Gibran Rakabuming Raka lolos pencalonan wakil presiden di tengah polemik putusan Mahkamah Konstitusi (MK) soal batas usia calon presiden dan wakil presiden. Namun, anak sulung Presiden Jokowi itu lantas diklaim sebagai representasi anak muda dalam jalur politik.

“Kami jelas tidak mau, untuk seorang anak, yang bahkan anak seorang Presiden itu diklaim sebagai perwakilan seluruh pemuda di Indonesia,” kata Gielbran Mohammad di sela aksi, Rabu, 29 November 2023.

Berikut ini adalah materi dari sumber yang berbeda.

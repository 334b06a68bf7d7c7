//! Teachers under `/teachers`.

use serde::{Deserialize, Serialize};

use super::crud::{self, crud_endpoints, Resource};
use crate::client::ApiClient;
use crate::error::ApiError;
use crate::models::Teacher;
use crate::transport::Transport;

pub struct Teachers;

#[derive(Clone, Debug, Default, PartialEq, Serialize, Deserialize)]
#[serde(rename_all = "camelCase")]
pub struct TeacherFilter {
    #[serde(skip_serializing_if = "Option::is_none")]
    pub teacher_name: Option<String>,
    #[serde(skip_serializing_if = "Option::is_none")]
    pub teacher_code: Option<String>,
    #[serde(skip_serializing_if = "Option::is_none")]
    pub position: Option<String>,
    #[serde(skip_serializing_if = "Option::is_none")]
    pub status: Option<i32>,
}

impl Resource for Teachers {
    const BASE: &'static str = "/teachers";
    type Record = Teacher;
    type Filter = TeacherFilter;
}

crud_endpoints!(Teachers, Teacher, TeacherFilter);

pub async fn active<T: Transport>(client: &ApiClient<T>) -> Result<Vec<Teacher>, ApiError> {
    crud::list_at::<Teachers, T>(client, "/active").await
}

/// Teachers eligible to head a class.
pub async fn head_teachers<T: Transport>(client: &ApiClient<T>) -> Result<Vec<Teacher>, ApiError> {
    crud::list_at::<Teachers, T>(client, "/head-teachers").await
}
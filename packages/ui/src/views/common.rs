//! Pieces shared by the list pages.

use api::models::RecordStatus;
use api::Page;
use dioxus::prelude::*;

/// Ask the user to confirm a destructive action.
pub fn confirm(message: &str) -> bool {
    #[cfg(target_arch = "wasm32")]
    {
        web_sys::window()
            .and_then(|w| w.confirm_with_message(message).ok())
            .unwrap_or(false)
    }
    #[cfg(not(target_arch = "wasm32"))]
    {
        tracing::debug!("auto-confirming: {}", message);
        true
    }
}

/// "Page 2 of 5 (43 records)" with previous/next buttons.
#[component]
pub fn Pager(current: u32, pages: u64, total: u64, on_change: EventHandler<u32>) -> Element {
    let page = Page::<()> {
        records: Vec::new(),
        total,
        current,
        size: 0,
        pages,
    };
    let shown_pages = pages.max(1);

    rsx! {
        div {
            class: "pager",
            button {
                disabled: !page.has_previous(),
                onclick: move |_| on_change.call(current.saturating_sub(1).max(1)),
                "Previous"
            }
            span { "Page {current} of {shown_pages} ({total} records)" }
            button {
                disabled: !page.has_next(),
                onclick: move |_| on_change.call(current + 1),
                "Next"
            }
        }
    }
}

#[component]
pub fn StatusTag(status: RecordStatus) -> Element {
    rsx! {
        span {
            class: if status.is_enabled() { "tag enabled" } else { "tag disabled" },
            "{status}"
        }
    }
}

/// Text shown in place of a list that failed to load. The client has already
/// raised a toast for the error itself.
#[component]
pub fn LoadFailed() -> Element {
    rsx! {
        p { class: "empty", "Could not load data." }
    }
}

/// Search box that reports its value on Enter or when the button is clicked.
#[component]
pub fn SearchBar(
    #[props(default = "Search".to_string())] placeholder: String,
    on_search: EventHandler<String>,
) -> Element {
    let mut text = use_signal(String::new);

    rsx! {
        div {
            class: "search-bar",
            input {
                r#type: "text",
                placeholder: "{placeholder}",
                value: "{text}",
                oninput: move |e| text.set(e.value()),
                onkeydown: move |e| {
                    if e.key() == Key::Enter {
                        on_search.call(text());
                    }
                },
            }
            button { onclick: move |_| on_search.call(text()), "Search" }
        }
    }
}
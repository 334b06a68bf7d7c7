//! # API crate — REST client for the gradebook backend
//!
//! Everything the UI needs to talk to the server: a typed HTTP client with
//! request/response interceptors, the session it authenticates with, one
//! function per backend endpoint, the route table with its navigation guard,
//! and the school-calendar date helpers.
//!
//! ## Modules
//!
//! | Module | Purpose |
//! |--------|---------|
//! | [`client`] | [`ApiClient`]: attaches the bearer token, classifies responses, forces logout on 401 |
//! | [`transport`] | [`Transport`] seam and the `reqwest`-backed [`ReqwestTransport`] |
//! | [`classify`] | Status table from HTTP / envelope codes to user-facing messages |
//! | [`envelope`] | `{code, message, data}` wrapper, [`Page`] and [`PageQuery`] |
//! | [`error`] | [`ApiError`] |
//! | [`session`] | [`Session`]: token, profile, roles and permissions, persisted through `store` |
//! | [`auth`] | Login, logout and bootstrap flows on [`ApiClient`] |
//! | [`hooks`] | [`ClientHooks`]: how the client raises notices and redirects |
//! | [`endpoints`] | Per-resource REST wrappers |
//! | [`models`] | Records exchanged with the backend |
//! | [`guard`] | Route metadata, navigation guard, sidebar menu |
//! | [`dates`] | School year / semester derivation and date formatting |
//!
//! ## Request lifecycle
//!
//! ```text
//! view ──► endpoints::grade::list ──► ApiClient::fetch
//!                                       │ request stage: base URL, JSON, Bearer token
//!                                       ▼
//!                                   Transport::send
//!                                       │ response stage: classify
//!                                       ▼
//!             Ok(data) ◄── code 200 ─┴─ otherwise ──► notice (+ logout & /login on 401) ──► Err
//! ```

pub mod auth;
pub mod classify;
pub mod client;
pub mod dates;
pub mod endpoints;
pub mod envelope;
pub mod error;
pub mod guard;
pub mod hooks;
pub mod models;
pub mod session;
pub mod transport;

pub use client::{ApiClient, ApiRequest};
pub use endpoints::auth::{LoginForm, PasswordChange};
pub use envelope::{Envelope, Page, PageQuery};
pub use error::ApiError;
pub use guard::{Navigation, RouteMeta};
pub use hooks::{ClientHooks, Notice, NoticeLevel, TracingHooks};
pub use session::{LoginGrant, Session, SessionState};
pub use transport::{ReqwestTransport, Transport};

pub use store::{ClientConfig, UserProfile};
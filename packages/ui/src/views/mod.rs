mod common;
pub use common::{confirm, LoadFailed, Pager, SearchBar, StatusTag};

mod selection;
pub use selection::IdSelect;

mod login;
pub use login::LoginView;

mod dashboard;
pub use dashboard::DashboardView;

mod grade;
pub use grade::GradeManageView;

mod exam;
pub use exam::ExamManageView;

mod score_entry;
pub use score_entry::ScoreEntryView;

mod statistics;
pub use statistics::ScoreStatisticsView;

mod records;
pub use records::{RecordKind, RecordTableView};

“Kami tidak terima atas klaim itu, sebagai anak muda kami justru jijik. Apa yang dijalankan Presiden Jokowi dengan Gibran itu bagi kami justru hal paling najis dalam sistem demokrasi yang kita anut,” ucap Gielbran menambahkan.

Aksi Mimbar Kerakyatan tersebut dilakukan oleh aktivis perwakilan BEM dari beberapa kampus. Diantaranya adalah Universitas Gadjah Mada, Universitas Indonesia (UI), Universitas Muhammadiyah Yogyakarta (UMY), Universitas Pembangunan Nasional (UPN) Veteran Yogyakarta, hingga Universitas Muhammadiyah Magelang (UMM).

Gielbran juga menjelaskan hal yang membuat kalangan mahasiswa jijik atas majunya Gibran sebagai cawapres, adalah karena di berbagai daerah dibanjiri dengan baliho-baliho ukuran besar namun dengan gagasan kecil.

Jadi, pemuda – kata Gielbran tetap bukan sebagai subyek tapi tetap objek dalam pemilu ini karena yang disasar mereka hanya jumlah suara saja

Selama ini saya mengira, jika saya menggunakan kata-kata ‘jijik’ dan ‘najis’ sebagai tanggapan saya atas tingkah laku ‘gerombolan’ pemerkosa konstitusi Indonesia yang sah tersebut, saya akan merendahkan harga diri saya sendiri.

Tetapi ternyata tidak demikian. Karena menurut saya kata ‘jijik’ dan ‘najis’ tersebut rasanya memang cukup sepadan diberikan atas tingkah laku para ‘gerombolan’ tersebut, sebagai tanggapan atas dinamika demokrasi yang sangat memalukan dan mencoreng nilai-nilai demokrasi yang selama ini dibangun dengan susah payah, bahkan dibayar dengan nyawa para mahasiswa itu sendiri ketika proses reformasi 25 tahun yang lalu.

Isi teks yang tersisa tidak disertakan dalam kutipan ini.